↓↓↓
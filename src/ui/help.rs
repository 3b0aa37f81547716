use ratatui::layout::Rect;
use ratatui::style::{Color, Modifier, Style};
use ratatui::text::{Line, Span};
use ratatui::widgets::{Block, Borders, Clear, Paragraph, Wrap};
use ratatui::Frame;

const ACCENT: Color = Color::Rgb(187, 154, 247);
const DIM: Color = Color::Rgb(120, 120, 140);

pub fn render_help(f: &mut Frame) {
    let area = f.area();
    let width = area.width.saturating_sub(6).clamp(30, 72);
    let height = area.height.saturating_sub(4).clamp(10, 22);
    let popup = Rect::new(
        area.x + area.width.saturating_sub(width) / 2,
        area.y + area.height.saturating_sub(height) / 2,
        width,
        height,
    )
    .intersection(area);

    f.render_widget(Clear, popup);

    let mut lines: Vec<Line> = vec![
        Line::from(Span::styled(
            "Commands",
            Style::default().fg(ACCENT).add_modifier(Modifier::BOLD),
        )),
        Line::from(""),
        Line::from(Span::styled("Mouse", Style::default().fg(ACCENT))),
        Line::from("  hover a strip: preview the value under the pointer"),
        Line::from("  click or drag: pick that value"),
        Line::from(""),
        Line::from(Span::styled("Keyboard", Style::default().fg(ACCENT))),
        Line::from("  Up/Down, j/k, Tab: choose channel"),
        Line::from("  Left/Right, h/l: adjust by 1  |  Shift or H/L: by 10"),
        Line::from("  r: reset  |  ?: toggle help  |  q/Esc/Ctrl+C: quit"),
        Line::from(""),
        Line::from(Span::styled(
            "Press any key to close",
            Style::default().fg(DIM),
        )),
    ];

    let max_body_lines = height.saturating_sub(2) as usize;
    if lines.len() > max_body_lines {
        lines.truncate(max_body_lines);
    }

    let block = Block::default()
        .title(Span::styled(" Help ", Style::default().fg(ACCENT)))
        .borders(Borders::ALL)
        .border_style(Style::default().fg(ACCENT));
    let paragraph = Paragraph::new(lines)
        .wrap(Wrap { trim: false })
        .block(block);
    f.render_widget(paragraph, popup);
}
↑↑↑
### What you should do:
Using the entries above, return exactly the lines from the line with "const ACCENT: Color" to the line with "let width = area.width.saturating_sub(6).clamp(30, 72);", counting both of those lines.

### Completed task:
const ACCENT: Color = Color::Rgb(187, 154, 247);
const DIM: Color = Color::Rgb(120, 120, 140);

pub fn render_help(f: &mut Frame) {
    let area = f.area();
    let width = area.width.saturating_sub(6).clamp(30, 72);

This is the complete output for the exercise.